## ASSIGNED TASK:
Find how many lines below hold "scale", and give that number as the entire answer.

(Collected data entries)
======

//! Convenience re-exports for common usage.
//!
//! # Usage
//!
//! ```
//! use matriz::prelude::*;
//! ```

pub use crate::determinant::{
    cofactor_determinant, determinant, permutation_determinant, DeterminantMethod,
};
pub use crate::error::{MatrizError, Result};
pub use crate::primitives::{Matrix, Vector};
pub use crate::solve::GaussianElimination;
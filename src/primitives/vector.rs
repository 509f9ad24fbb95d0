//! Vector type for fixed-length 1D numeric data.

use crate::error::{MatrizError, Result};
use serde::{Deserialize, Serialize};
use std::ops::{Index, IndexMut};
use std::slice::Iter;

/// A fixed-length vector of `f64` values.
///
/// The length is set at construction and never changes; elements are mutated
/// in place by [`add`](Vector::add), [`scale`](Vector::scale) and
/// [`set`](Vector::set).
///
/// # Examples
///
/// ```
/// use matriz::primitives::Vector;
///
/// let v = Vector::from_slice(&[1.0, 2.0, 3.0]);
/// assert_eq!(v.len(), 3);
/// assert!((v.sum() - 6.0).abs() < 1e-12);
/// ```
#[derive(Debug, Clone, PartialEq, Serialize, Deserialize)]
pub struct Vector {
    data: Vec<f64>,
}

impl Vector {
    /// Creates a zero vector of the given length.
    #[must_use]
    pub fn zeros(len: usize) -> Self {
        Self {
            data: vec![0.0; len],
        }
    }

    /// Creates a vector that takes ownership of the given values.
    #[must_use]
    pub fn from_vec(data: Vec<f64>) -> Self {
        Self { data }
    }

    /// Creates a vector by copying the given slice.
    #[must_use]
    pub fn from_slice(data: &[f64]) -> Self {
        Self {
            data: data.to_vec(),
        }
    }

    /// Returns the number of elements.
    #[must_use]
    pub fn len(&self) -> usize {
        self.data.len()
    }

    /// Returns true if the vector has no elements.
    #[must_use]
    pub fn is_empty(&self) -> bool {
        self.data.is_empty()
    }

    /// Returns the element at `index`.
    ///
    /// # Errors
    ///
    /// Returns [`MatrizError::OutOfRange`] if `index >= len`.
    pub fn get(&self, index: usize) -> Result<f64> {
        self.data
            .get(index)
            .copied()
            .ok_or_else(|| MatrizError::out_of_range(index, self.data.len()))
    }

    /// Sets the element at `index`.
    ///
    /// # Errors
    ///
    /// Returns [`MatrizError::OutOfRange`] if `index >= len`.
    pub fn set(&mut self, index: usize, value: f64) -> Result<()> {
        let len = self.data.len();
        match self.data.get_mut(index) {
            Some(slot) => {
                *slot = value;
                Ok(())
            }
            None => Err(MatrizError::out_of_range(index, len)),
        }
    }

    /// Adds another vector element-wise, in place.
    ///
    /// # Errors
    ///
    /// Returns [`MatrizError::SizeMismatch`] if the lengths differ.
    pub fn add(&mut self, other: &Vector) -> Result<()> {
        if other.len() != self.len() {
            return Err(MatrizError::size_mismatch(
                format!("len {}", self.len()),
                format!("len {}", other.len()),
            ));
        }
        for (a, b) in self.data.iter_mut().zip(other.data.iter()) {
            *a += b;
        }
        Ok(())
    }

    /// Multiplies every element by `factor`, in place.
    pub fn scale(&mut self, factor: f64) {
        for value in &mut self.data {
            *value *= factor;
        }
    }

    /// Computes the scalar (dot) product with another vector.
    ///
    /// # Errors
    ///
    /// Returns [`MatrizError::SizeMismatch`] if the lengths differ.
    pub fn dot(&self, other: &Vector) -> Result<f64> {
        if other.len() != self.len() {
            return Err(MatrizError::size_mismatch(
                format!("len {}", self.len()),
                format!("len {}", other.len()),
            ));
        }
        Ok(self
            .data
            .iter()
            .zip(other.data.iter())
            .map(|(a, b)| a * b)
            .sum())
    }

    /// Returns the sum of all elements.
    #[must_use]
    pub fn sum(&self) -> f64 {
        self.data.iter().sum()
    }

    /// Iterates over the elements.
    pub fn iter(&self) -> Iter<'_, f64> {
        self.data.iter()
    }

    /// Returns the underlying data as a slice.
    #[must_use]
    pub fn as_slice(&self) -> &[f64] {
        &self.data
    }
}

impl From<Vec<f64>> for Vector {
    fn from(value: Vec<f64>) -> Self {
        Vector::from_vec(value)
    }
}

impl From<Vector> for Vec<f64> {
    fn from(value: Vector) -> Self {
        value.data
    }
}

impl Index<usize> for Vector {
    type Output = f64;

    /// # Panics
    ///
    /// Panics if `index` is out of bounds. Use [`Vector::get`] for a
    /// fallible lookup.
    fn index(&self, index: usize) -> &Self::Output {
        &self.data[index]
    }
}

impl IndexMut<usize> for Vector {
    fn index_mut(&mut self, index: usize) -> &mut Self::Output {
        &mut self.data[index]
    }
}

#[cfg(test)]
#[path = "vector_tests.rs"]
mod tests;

======

## PROBLEM SOLUTION:
2